__What is needed__. Beginning with the opening line, restate the following material exactly, up through the line that contains "pub const MIGRATION_VERSION: &str".

-------- Material for this exercise --------

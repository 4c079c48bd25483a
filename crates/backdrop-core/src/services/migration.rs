//! 旧版设置迁移
//!
//! Blobs written before 1.5.1 kept one flat wallpaper plus day/week path
//! arrays. They are rewritten into the slot array in place, on the raw JSON,
//! before typed deserialisation.

use serde_json::{Map, Value};

use crate::models::{WallpaperConfig, CURRENT_VERSION, DAY_SLOT, RESERVED_SLOTS, WEEKLY_START};

/// Blobs older than this are migrated.
pub const MIGRATION_VERSION: &str = "1.5.1";

const LEGACY_MARKERS: &[&str] = &["wallpaperPath", "scheduledWallpapers", "scheduled"];

/// Flat keys and the slot field each maps to.
const FLAT_FIELDS: &[(&str, &str)] = &[
    ("zIndex", "zIndex"),
    ("opacity", "opacity"),
    ("playbackSpeed", "playbackSpeed"),
    ("Quality", "Quality"),
    ("blurRadius", "blurRadius"),
    ("Reposition", "Reposition"),
    ("PositionX", "positionX"),
    ("PositionY", "positionY"),
    ("Position", "position"),
    ("Scale", "Scale"),
    ("useObjectFit", "useObjectFit"),
];

const OBSOLETE_KEYS: &[&str] = &[
    "wallpaperPath",
    "wallpaperType",
    "playbackSpeed",
    "Quality",
    "Reposition",
    "opacity",
    "zIndex",
    "blurRadius",
    "brightness",
    "PositionX",
    "PositionY",
    "Position",
    "Scale",
    "useObjectFit",
];

/// Dotted version comparison; missing parts count as 0.
pub fn is_version_less(current: &str, target: &str) -> bool {
    let parse = |v: &str| -> Vec<u64> {
        v.trim()
            .split('.')
            .map(|p| p.trim().parse::<u64>().unwrap_or(0))
            .collect()
    };
    let (current, target) = (parse(current), parse(target));
    for (i, t) in target.iter().enumerate() {
        let c = current.get(i).copied().unwrap_or(0);
        if c != *t {
            return c < *t;
        }
    }
    false
}

/// Whether `blob` predates the slot array layout.
pub fn needs_migration(blob: &Map<String, Value>) -> bool {
    match blob.get("LatestVersion").and_then(Value::as_str) {
        Some(version) => is_version_less(version, MIGRATION_VERSION),
        None => LEGACY_MARKERS.iter().any(|k| blob.contains_key(*k)),
    }
}

/// Migrate `blob` in place. Returns `true` if anything was rewritten.
pub fn migrate_legacy(blob: &mut Map<String, Value>) -> bool {
    if !needs_migration(blob) {
        return false;
    }
    let from = blob
        .get("LatestVersion")
        .and_then(|v| v.as_str())
        .unwrap_or("unknown")
        .to_string();
    tracing::info!(
        from = %from,
        to = CURRENT_VERSION,
        "迁移旧版设置"
    );

    let mut scheduled = blob
        .get("scheduledWallpapers")
        .and_then(Value::as_object)
        .cloned()
        .unwrap_or_default();
    split_combined_arrays(&mut scheduled);

    let mut configs: Vec<Value> = blob
        .get("WallpaperConfigs")
        .and_then(Value::as_array)
        .cloned()
        .unwrap_or_default();
    for i in configs.len()..RESERVED_SLOTS {
        configs.push(default_slot(i));
    }

    let overlay = flat_overlay(blob);

    if let Some(path) = blob
        .get("wallpaperPath")
        .and_then(Value::as_str)
        .filter(|p| !p.is_empty())
    {
        let kind = valid_kind(blob.get("wallpaperType"));
        let slot = merged_slot(configs.first(), &overlay, path, kind, 0);
        configs[0] = slot.clone();

        let global = blob
            .entry("globalConfig")
            .or_insert_with(|| serde_json::json!({ "enabled": true }));
        if let Some(global) = global.as_object_mut() {
            global.insert("config".to_string(), slot);
        }
    }

    for (paths_key, types_key, first_slot) in [
        ("wallpaperDayPaths", "wallpaperDayTypes", DAY_SLOT),
        ("wallpaperWeekPaths", "wallpaperWeekTypes", WEEKLY_START),
    ] {
        let Some(paths) = scheduled.get(paths_key).and_then(Value::as_array) else {
            continue;
        };
        let types = scheduled.get(types_key).and_then(Value::as_array);
        for (i, path) in paths.iter().enumerate() {
            let slot = first_slot + i;
            if slot >= configs.len() {
                break;
            }
            let path = path.as_str().unwrap_or_default();
            let kind = valid_kind(types.and_then(|t| t.get(i)));
            configs[slot] = merged_slot(configs.get(slot), &overlay, path, kind, slot);
        }
    }

    blob.insert("WallpaperConfigs".to_string(), Value::Array(configs));
    blob.remove("scheduledWallpapers");
    blob.remove("scheduled");
    for key in OBSOLETE_KEYS {
        blob.remove(*key);
    }
    blob.insert("LatestVersion".to_string(), Value::from(CURRENT_VERSION));
    true
}

/// Oldest layout kept day and week paths in one array.
fn split_combined_arrays(scheduled: &mut Map<String, Value>) {
    if let Some(Value::Array(paths)) = scheduled.remove("wallpaperPaths") {
        let day: Vec<Value> = (0..2)
            .map(|i| paths.get(i).cloned().unwrap_or_else(|| Value::from("")))
            .collect();
        let week: Vec<Value> = paths.iter().skip(2).take(7).cloned().collect();
        scheduled.insert("wallpaperDayPaths".to_string(), Value::Array(day));
        scheduled.insert("wallpaperWeekPaths".to_string(), Value::Array(week));
    }
    if let Some(Value::Array(types)) = scheduled.remove("wallpaperTypes") {
        let day: Vec<Value> = (0..2)
            .map(|i| Value::from(valid_kind(types.get(i))))
            .collect();
        let week: Vec<Value> = types
            .iter()
            .skip(2)
            .take(7)
            .map(|t| Value::from(valid_kind(Some(t))))
            .collect();
        scheduled.insert("wallpaperDayTypes".to_string(), Value::Array(day));
        scheduled.insert("wallpaperWeekTypes".to_string(), Value::Array(week));
    }
}

fn valid_kind(value: Option<&Value>) -> &'static str {
    match value.and_then(Value::as_str) {
        Some("video") => "video",
        Some("gif") => "gif",
        _ => "image",
    }
}

fn default_slot(index: usize) -> Value {
    serde_json::to_value(WallpaperConfig::for_slot(index)).unwrap_or(Value::Null)
}

fn flat_overlay(blob: &Map<String, Value>) -> Map<String, Value> {
    FLAT_FIELDS
        .iter()
        .filter_map(|(from, to)| blob.get(*from).map(|v| (to.to_string(), v.clone())))
        .collect()
}

/// Defaults, then the existing slot, then the flat fields, then media.
fn merged_slot(
    existing: Option<&Value>,
    overlay: &Map<String, Value>,
    path: &str,
    kind: &str,
    index: usize,
) -> Value {
    let mut slot = match default_slot(index) {
        Value::Object(map) => map,
        _ => Map::new(),
    };
    if let Some(Value::Object(existing)) = existing {
        slot.extend(existing.clone());
    }
    slot.extend(overlay.clone());
    slot.insert("path".to_string(), Value::from(path));
    slot.insert("type".to_string(), Value::from(kind));
    slot.insert("Index".to_string(), Value::from(index));
    Value::Object(slot)
}

#[cfg(test)]
mod tests {
    use super::*;
    use crate::models::BackdropSettings;
    use serde_json::json;

    fn object(value: Value) -> Map<String, Value> {
        match value {
            Value::Object(map) => map,
            _ => panic!("expected object"),
        }
    }

    #[test]
    fn test_is_version_less() {
        assert!(is_version_less("1.4.9", "1.5.1"));
        assert!(is_version_less("1.5", "1.5.1"));
        assert!(!is_version_less("1.5.1", "1.5.1"));
        assert!(!is_version_less("1.5.8", "1.5.1"));
        assert!(!is_version_less("2.0.0", "1.5.1"));
    }

    #[test]
    fn test_current_blob_untouched() {
        let mut blob = object(json!({ "LatestVersion": "1.5.8", "wallpaperPath": "x.png" }));
        assert!(!migrate_legacy(&mut blob));
        assert!(blob.contains_key("wallpaperPath"));
    }

    #[test]
    fn test_flat_fields_become_slot_zero_and_global() {
        let mut blob = object(json!({
            "LatestVersion": "1.4.0",
            "wallpaperPath": "plugins/b/wallpaper/old.mp4",
            "wallpaperType": "video",
            "opacity": 55,
            "PositionX": 20,
            "brightness": 90,
            "Color": "#fff"
        }));
        assert!(migrate_legacy(&mut blob));

        let settings: BackdropSettings = serde_json::from_value(Value::Object(blob)).unwrap();
        let slot = &settings.wallpaper_configs[0];
        assert_eq!(slot.path, "plugins/b/wallpaper/old.mp4");
        assert_eq!(slot.kind, crate::models::WallpaperKind::Video);
        assert_eq!(slot.opacity, 55.0);
        assert_eq!(slot.position_x, 20.0);
        assert_eq!(settings.global_config.config.path, slot.path);
        assert!(settings.global_config.enabled);
        assert_eq!(settings.latest_version, CURRENT_VERSION);
        assert!(settings.extra.contains_key("Color"));
        assert!(!settings.extra.contains_key("brightness"));
        assert!(!settings.extra.contains_key("wallpaperPath"));
    }

    #[test]
    fn test_scheduled_arrays_fill_day_and_week_slots() {
        let mut blob = object(json!({
            "LatestVersion": "1.5.0",
            "scheduledWallpapers": {
                "wallpaperDayPaths": ["day.png", "night.gif"],
                "wallpaperDayTypes": ["image", "gif"],
                "wallpaperWeekPaths": ["mon.png", "tue.png"],
                "options": { "dayNightMode": true }
            }
        }));
        assert!(migrate_legacy(&mut blob));
        assert!(!blob.contains_key("scheduledWallpapers"));

        let configs = blob["WallpaperConfigs"].as_array().unwrap();
        assert_eq!(configs.len(), RESERVED_SLOTS);
        assert_eq!(configs[1]["path"], "day.png");
        assert_eq!(configs[2]["type"], "gif");
        assert_eq!(configs[3]["path"], "mon.png");
        assert_eq!(configs[4]["Index"], 4);
        assert_eq!(configs[5]["path"], "");
    }

    #[test]
    fn test_combined_arrays_are_split() {
        let mut blob = object(json!({
            "scheduledWallpapers": {
                "wallpaperPaths": ["d.png", "n.png", "w0.png", "w1.png"],
                "wallpaperTypes": ["image", "bogus", "video"]
            }
        }));
        assert!(migrate_legacy(&mut blob));

        let configs = blob["WallpaperConfigs"].as_array().unwrap();
        assert_eq!(configs[1]["path"], "d.png");
        assert_eq!(configs[2]["path"], "n.png");
        assert_eq!(configs[2]["type"], "image");
        assert_eq!(configs[3]["path"], "w0.png");
        assert_eq!(configs[3]["type"], "video");
        assert_eq!(configs[4]["path"], "w1.png");
        assert_eq!(configs[4]["type"], "image");
    }
}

--------

__Your response__.
repository 4c079c48bd25483a
filename crates/backdrop-core/src/services/migration.rs
//! 旧版设置迁移
//!
//! Blobs written before 1.5.1 kept one flat wallpaper plus day/week path
//! arrays. They are rewritten into the slot array in place, on the raw JSON,
//! before typed deserialisation.

use serde_json::{Map, Value};

use crate::models::{WallpaperConfig, CURRENT_VERSION, DAY_SLOT, RESERVED_SLOTS, WEEKLY_START};

/// Blobs older than this are migrated.
pub const MIGRATION_VERSION: &str = "1.5.1";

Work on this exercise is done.